The community on earth of those Christians who are united under one common Head, the Pope, as the successor of St. Peter, and who profess the same faith and partake of the same sacraments, are called Christ’s Body.

In other words, only those who 1) recognize the Pope as the head of the Church Christ founded 2) adhere to the same faith and doctrines and 3) participate in the same sacraments can be considered united. Anyone who breaks from the one true Church of Christ in any of these three categories cannot be considered one with Her. 2 Corinthians 6:15: “And what concord hath Christ with Belial? Or what part hath the faithful with the unbeliever?”

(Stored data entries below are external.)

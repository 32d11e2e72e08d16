use std::path::Path;

use anyhow::{Context, Result};
use chrono::SecondsFormat;
use csv_async::AsyncWriterBuilder;
use tokio::fs::File as AsyncFile;
use tokio::io::BufWriter;

use crate::batch::update_prices::BatchReport;

/// Write one CSV line per product of a batch run.
pub async fn write_report(report: &BatchReport, path: impl AsRef<Path>) -> Result<()> {
    let path = path.as_ref();
    let file = AsyncFile::create(path)
        .await
        .with_context(|| format!("Failed to create report {}", path.display()))?;

    let mut csv_writer = AsyncWriterBuilder::new()
        .delimiter(b',')
        .quote(b'"')
        .double_quote(true)
        .create_writer(BufWriter::new(file));

    csv_writer
        .write_record(&["id", "name", "url", "old_price", "new_price", "status", "failure", "checked_at"])
        .await?;

    for item in &report.outcomes {
        let checked_at = item.checked_at.to_rfc3339_opts(SecondsFormat::Secs, true);
        csv_writer
            .write_record(&[
                item.id.as_str(),
                item.name.as_str(),
                item.url.as_str(),
                item.old_price.as_deref().unwrap_or_default(),
                item.new_price.as_deref().unwrap_or_default(),
                item.status.as_str(),
                item.failure.as_deref().unwrap_or_default(),
                checked_at.as_str(),
            ])
            .await?;
    }

    csv_writer.flush().await.context("Failed to flush report")?;

    Ok(())
}
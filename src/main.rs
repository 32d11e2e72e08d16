use std::path::PathBuf;
use std::sync::Arc;

use anyhow::{Context, Result};
use clap::{Args, Parser, Subcommand};
use colored::Colorize;
use dotenvy::dotenv;
use tokio::net::TcpListener;
use tracing_subscriber::{layer::SubscriberExt, util::SubscriberInitExt};

use wishlist_prices::batch::{self, BatchOptions, Selection};
use wishlist_prices::catalog::import_products::import_products;
use wishlist_prices::catalog::SqliteStore;
use wishlist_prices::config::{load_config_from, AppConfig};
use wishlist_prices::scraping::PriceExtractor;
use wishlist_prices::server::{build_app, AppState};
use wishlist_prices::utilities::database;

#[derive(Parser)]
#[command(name = "wishlist_prices", about = "Wish-list price extraction and catalog server")]
struct Cli {
    /// Settings file; environment variables prefixed APP_ override it
    #[arg(global = true, long, default_value = "Settings.toml")]
    config: PathBuf,

    #[command(subcommand)]
    command: Commands,
}

#[derive(Subcommand)]
enum Commands {
    /// Run the HTTP server
    Serve,
    /// Extract the price of one product page
    Price { url: String },
    /// Refresh stored prices from the retailer pages
    UpdatePrices(UpdatePricesCmd),
    /// Create the database tables
    InitDb,
    /// Seed an empty catalog from a products.json file
    Import { path: PathBuf },
    /// Fill in product images from the retailer pages
    ExtractImages(ExtractImagesCmd),
}

#[derive(Args)]
struct UpdatePricesCmd {
    #[arg(long, conflicts_with_all = ["without_price", "ids"])]
    all: bool,
    #[arg(long, conflicts_with = "ids")]
    without_price: bool,
    #[arg(long, value_delimiter = ',')]
    ids: Option<Vec<String>>,
    #[arg(long)]
    delay_ms: Option<u64>,
    #[arg(long)]
    concurrency: Option<usize>,
    /// Write a CSV report of every outcome
    #[arg(long)]
    report: Option<PathBuf>,
}

impl UpdatePricesCmd {
    fn selection(&self) -> Selection {
        match (&self.ids, self.without_price) {
            _ if self.all => Selection::All,
            (Some(ids), _) => Selection::Selected(ids.clone()),
            (None, true) => Selection::WithoutPrice,
            (None, false) => Selection::All,
        }
    }
}

#[derive(Args)]
struct ExtractImagesCmd {
    #[arg(long, conflicts_with = "without_image")]
    all: bool,
    #[arg(long)]
    without_image: bool,
}

#[tokio::main]
async fn main() -> Result<()> {
    dotenv().ok();

    tracing_subscriber::registry()
        .with(
            tracing_subscriber::EnvFilter::try_from_default_env()
                .unwrap_or_else(|_| "info,wishlist_prices=debug".into()),
        )
        .with(tracing_subscriber::fmt::layer())
        .init();

    let cli = Cli::parse();
    let config = load_config_from(&cli.config).context("Failed to load configuration")?;

    match cli.command {
        Commands::Serve => serve(&config).await,
        Commands::Price { url } => price(&config, &url).await,
        Commands::UpdatePrices(cmd) => update_prices(&config, cmd).await,
        Commands::InitDb => {
            database::init(&config.database.path)?;
            println!("{}", format!("Database ready at {}", config.database.path).green());
            Ok(())
        }
        Commands::Import { path } => {
            let store = open_store(&config)?;
            let inserted = import_products(&store, &path).await?;
            if inserted == 0 {
                println!("{}", "Catalog already has products, nothing imported".yellow());
            } else {
                println!("{}", format!("Imported {} products", inserted).green());
            }
            Ok(())
        }
        Commands::ExtractImages(cmd) => extract_images(&config, cmd).await,
    }
}

fn open_store(config: &AppConfig) -> Result<SqliteStore> {
    Ok(SqliteStore::new(database::init(&config.database.path)?))
}

async fn serve(config: &AppConfig) -> Result<()> {
    let state = AppState::from_config(config)?;
    let app = build_app(state);

    let addr = format!("{}:{}", config.server.host, config.server.port);
    let listener = TcpListener::bind(&addr)
        .await
        .with_context(|| format!("Failed to bind {}", addr))?;
    tracing::info!(addr = %addr, "Server listening");

    axum::serve(listener, app).await.context("Server error")?;
    Ok(())
}

async fn price(config: &AppConfig, url: &str) -> Result<()> {
    let extractor = PriceExtractor::from_config(&config.scraper)?;

    match extractor.fetch_price(url).await {
        Ok(found) => println!(
            "{} (rule set {}, pattern {})",
            found.normalized_price.green(),
            found.rule_set,
            found.pattern_index
        ),
        Err(failure) => println!("{}", format!("No price: {}", failure).red()),
    }

    Ok(())
}

async fn update_prices(config: &AppConfig, cmd: UpdatePricesCmd) -> Result<()> {
    let store = open_store(config)?;
    let extractor = PriceExtractor::from_config(&config.scraper)?;

    let mut options = BatchOptions::from(&config.batch);
    if let Some(delay_ms) = cmd.delay_ms {
        options.delay_ms = delay_ms;
    }
    if let Some(concurrency) = cmd.concurrency {
        options.concurrency = concurrency.max(1);
    }

    let report = batch::update_prices(Arc::new(store), &extractor, &cmd.selection(), &options).await?;
    batch::print_summary(&report);

    let report_path = cmd
        .report
        .or_else(|| config.batch.report_path.as_ref().map(PathBuf::from));
    if let Some(path) = report_path {
        batch::write_report(&report, &path).await?;
        println!("Report written to {}", path.display());
    }

    Ok(())
}

async fn extract_images(config: &AppConfig, cmd: ExtractImagesCmd) -> Result<()> {
    let store = open_store(config)?;
    let extractor = PriceExtractor::from_config(&config.scraper)?;
    let options = BatchOptions::from(&config.batch);

    let only_missing = cmd.without_image && !cmd.all;
    let report = batch::update_images(Arc::new(store), &extractor, only_missing, &options).await?;

    println!("{}", format!("Images found: {}", report.updated).green());
    println!("{}", format!("Without image: {}", report.failed).red());
    Ok(())
}
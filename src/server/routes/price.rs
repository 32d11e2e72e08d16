use axum::extract::{Query, State};
use axum::Json;
use serde::{Deserialize, Serialize};

use crate::scraping::fetch_price::parse_target_url;
use crate::server::app::AppState;
use crate::server::error::ApiError;

#[derive(Debug, Deserialize)]
pub struct PriceQuery {
    pub url: Option<String>,
}

#[derive(Debug, Serialize)]
pub struct PriceResponse {
    pub success: bool,
    pub price: String,
    pub url: String,
}

/// `GET /api/price?url=`: fetch a product page and return its price.
///
/// 400 for a missing or non-http(s) URL, 404 when no price is found or the
/// host is blocked, 500 when the page could not be fetched.
pub async fn price_handler(
    State(state): State<AppState>,
    Query(query): Query<PriceQuery>,
) -> Result<Json<PriceResponse>, ApiError> {
    let url = query
        .url
        .as_deref()
        .map(str::trim)
        .filter(|url| !url.is_empty())
        .ok_or_else(|| ApiError::bad_request("URL is required"))?;

    parse_target_url(url).map_err(|_| ApiError::bad_request("Invalid URL"))?;

    let found = state.extractor.fetch_price(url).await?;

    Ok(Json(PriceResponse {
        success: true,
        price: found.normalized_price,
        url: url.to_string(),
    }))
}
pub mod credentials;
pub mod session;

pub use credentials::{CredentialChecker, StaticCredentials};
pub use session::{AdminSession, SessionStore};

As far as Cdl. Koch saying that Catholics do not have a mission to convert followers of Judaism goes, well, one may simply respond by quoting Pope Pius XII in Mystici Corporis:

by the death of our Redeemer, the New Testament took the place of the Old Law which had been abolished; then the Law of Christ together with its mysteries, enactments, institutions, and sacred rites was ratified for the whole world in the blood of Jesus Christ. For, while our Divine Savior was preaching in a restricted area – He was not sent but to the sheep that were lost of the House of Israel – the Law and the Gospel were together in force but on the gibbet of His death Jesus made void the Law with its decrees fastened the handwriting of the Old Testament to the Cross, establishing the New Testament in His blood shed for the whole human race. “To such an extent, then,” says St. Leo the Great, speaking of the Cross of our Lord, “was there effected a transfer from the Law to the Gopel, from the Synagogue to the Church, from the many sacrifices to one Victim, that, as Our Lord expired, that mystical veil which shut off the innermost part of the temple and its sacred secret was rent violently from top to bottom.”

Pray the Church recovers the true meaning of Christ’s commands and once again seeks to covert every non-Catholic to the one true faith.